- What is required:
Count every line in the records below that contains the string "EnteredRecovery". Report that number alone.

══════════════════════════════

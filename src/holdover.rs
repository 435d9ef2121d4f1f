//! Reference-loss state machine.
//!
//! Three operating states plus the never-locked start state:
//!
//! - RECOVERY: reference present, discipline converging. Lock requires
//!   sub-100 ns phase and sub-5 ppb frequency error held for K samples.
//! - LOCKED: full discipline. A single invalid PPS or ToD sample drops to
//!   HOLDOVER. Instantaneous threshold excursions clear `is_locked()` but
//!   keep the state.
//! - HOLDOVER: frequency-only flywheel. The PPS/UTC anchor is never re-bound
//!   here; the RTC (if present) trims frequency through a minutes-scale
//!   low-pass, and a 100 ms phase guardrail demotes to pure free-run.

use log::{info, warn};

use crate::config::HoldoverConfig;

const NS_PER_SEC: i64 = 1_000_000_000;

#[derive(Debug, Clone, Copy, PartialEq, Eq)]
pub enum ControllerState {
    None,
    Recovery,
    Locked,
    Holdover,
}

impl ControllerState {
    pub fn as_str(&self) -> &'static str {
        match self {
            ControllerState::None => "NONE",
            ControllerState::Recovery => "RECOVERY",
            ControllerState::Locked => "LOCKED",
            ControllerState::Holdover => "HOLDOVER",
        }
    }
}

/// Transition the caller must react to.
#[derive(Debug, Clone, Copy, PartialEq, Eq)]
pub enum Transition {
    None,
    /// Reset the servo, notify the observer with `ClockSlewed`, skip the
    /// first N samples from averaging.
    EnteredLocked,
    /// Freeze the servo integrator; frequency-only from here.
    EnteredHoldover,
    EnteredRecovery,
}

#[derive(Debug)]
pub struct HoldoverController {
    cfg: HoldoverConfig,
    state: ControllerState,

    consecutive_good: u32,
    stability_ok: bool,
    skip_remaining: u32,

    holdover_entered_mono_ns: Option<i64>,
    last_sync_label_sec: u64,

    // RTC secondary reference (holdover only)
    rtc_prev: Option<(i64, i64)>,
    rtc_trim_ppb: f64,
    rtc_demoted: bool,
}

impl HoldoverController {
    pub fn new(cfg: HoldoverConfig) -> Self {
        HoldoverController {
            cfg,
            state: ControllerState::None,
            consecutive_good: 0,
            stability_ok: false,
            skip_remaining: 0,
            holdover_entered_mono_ns: None,
            last_sync_label_sec: 0,
            rtc_prev: None,
            rtc_trim_ppb: 0.0,
            rtc_demoted: false,
        }
    }

    /// Feed one reference sample. `offset_ns`/`freq_err_ppb` are the current
    /// phase and frequency errors against the reference; they only matter
    /// when both validity flags hold.
    pub fn on_reference_sample(
        &mut self,
        pps_valid: bool,
        tod_valid: bool,
        offset_ns: i64,
        freq_err_ppb: f64,
        label_sec: Option<u64>,
        now_mono_ns: i64,
    ) -> Transition {
        let reference_ok = pps_valid && tod_valid;
        if reference_ok {
            if let Some(sec) = label_sec {
                self.last_sync_label_sec = sec;
            }
        }

        match self.state {
            ControllerState::None | ControllerState::Recovery => {
                if self.state == ControllerState::None && reference_ok {
                    self.state = ControllerState::Recovery;
                }
                if !reference_ok {
                    self.consecutive_good = 0;
                    return Transition::None;
                }
                if offset_ns.abs() < self.cfg.lock_offset_ns
                    && freq_err_ppb.abs() < self.cfg.lock_freq_err_ppb
                {
                    self.consecutive_good += 1;
                    if self.consecutive_good >= self.cfg.lock_count {
                        self.enter_locked();
                        return Transition::EnteredLocked;
                    }
                } else {
                    self.consecutive_good = 0;
                }
                Transition::None
            }

            ControllerState::Locked => {
                if !reference_ok {
                    self.enter_holdover(now_mono_ns, pps_valid, tod_valid);
                    return Transition::EnteredHoldover;
                }
                // Instantaneous stability; excursions do not change state.
                self.stability_ok = offset_ns.abs() < self.cfg.lock_offset_ns
                    && freq_err_ppb.abs() < self.cfg.lock_freq_err_ppb;
                Transition::None
            }

            ControllerState::Holdover => {
                if reference_ok {
                    info!("[Holdover] reference returned, re-entering recovery");
                    self.state = ControllerState::Recovery;
                    self.consecutive_good = 0;
                    self.holdover_entered_mono_ns = None;
                    self.rtc_prev = None;
                    self.rtc_demoted = false;
                    return Transition::EnteredRecovery;
                }
                Transition::None
            }
        }
    }

    /// Explicit reset: back to RECOVERY from anywhere.
    pub fn reset(&mut self) -> Transition {
        info!("[Holdover] explicit reset to recovery");
        self.state = ControllerState::Recovery;
        self.consecutive_good = 0;
        self.stability_ok = false;
        self.skip_remaining = 0;
        self.holdover_entered_mono_ns = None;
        self.rtc_prev = None;
        self.rtc_trim_ppb = 0.0;
        self.rtc_demoted = false;
        Transition::EnteredRecovery
    }

    /// RTC-vs-PHC comparison while in HOLDOVER. Returns the low-passed
    /// frequency trim (ppb, to subtract from the held frequency), or `None`
    /// once the guardrail has demoted to free-run.
    pub fn on_rtc_sample(&mut self, phc_ns: i64, rtc_ns: i64) -> Option<f64> {
        if self.state != ControllerState::Holdover || self.rtc_demoted {
            return None;
        }

        let phase_ns = phc_ns - rtc_ns;
        if phase_ns.abs() > self.cfg.rtc_guardrail_ns {
            warn!(
                "[Holdover] PHC-RTC phase {:+}ms beyond guardrail, free-running",
                phase_ns / 1_000_000
            );
            self.rtc_demoted = true;
            return None;
        }

        if let Some((prev_phc, prev_rtc)) = self.rtc_prev {
            let dt_s = (phc_ns - prev_phc) as f64 / NS_PER_SEC as f64;
            if dt_s > 0.0 {
                let raw_ppb = ((phc_ns - prev_phc) - (rtc_ns - prev_rtc)) as f64 / dt_s;
                // Very low bandwidth: the RTC is a flywheel, not a servo
                // reference.
                let alpha = (dt_s / self.cfg.rtc_filter_tau_s).min(1.0);
                self.rtc_trim_ppb += alpha * (raw_ppb - self.rtc_trim_ppb);
            }
        }
        self.rtc_prev = Some((phc_ns, rtc_ns));
        Some(self.rtc_trim_ppb)
    }

    /// True only in LOCKED with the instantaneous thresholds satisfied.
    pub fn is_locked(&self) -> bool {
        self.state == ControllerState::Locked && self.stability_ok
    }

    pub fn state(&self) -> ControllerState {
        self.state
    }

    pub fn holdover_elapsed_s(&self, now_mono_ns: i64) -> u64 {
        match (self.state, self.holdover_entered_mono_ns) {
            (ControllerState::Holdover, Some(t0)) => {
                ((now_mono_ns - t0).max(0) / NS_PER_SEC) as u64
            }
            _ => 0,
        }
    }

    pub fn last_sync_label_sec(&self) -> u64 {
        self.last_sync_label_sec
    }

    /// Consume one post-lock skip credit; the first N samples after a lock
    /// are excluded from averaging.
    pub fn take_skip(&mut self) -> bool {
        if self.skip_remaining > 0 {
            self.skip_remaining -= 1;
            true
        } else {
            false
        }
    }

    // ------------------------------------------------------------------

    fn enter_locked(&mut self) {
        info!(
            "[Holdover] locked after {} qualifying samples",
            self.consecutive_good
        );
        self.state = ControllerState::Locked;
        self.stability_ok = true;
        self.skip_remaining = self.cfg.skip_after_lock;
        self.holdover_entered_mono_ns = None;
    }

    fn enter_holdover(&mut self, now_mono_ns: i64, pps_valid: bool, tod_valid: bool) {
        warn!(
            "[Holdover] reference lost (pps={} tod={}), holding frequency",
            pps_valid, tod_valid
        );
        self.state = ControllerState::Holdover;
        self.stability_ok = false;
        self.consecutive_good = 0;
        self.holdover_entered_mono_ns = Some(now_mono_ns);
        self.rtc_prev = None;
        self.rtc_trim_ppb = 0.0;
        self.rtc_demoted = false;
    }
}

// ============================================================================
// TESTS
// ============================================================================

══════════════════════════════

- Exercise response:
3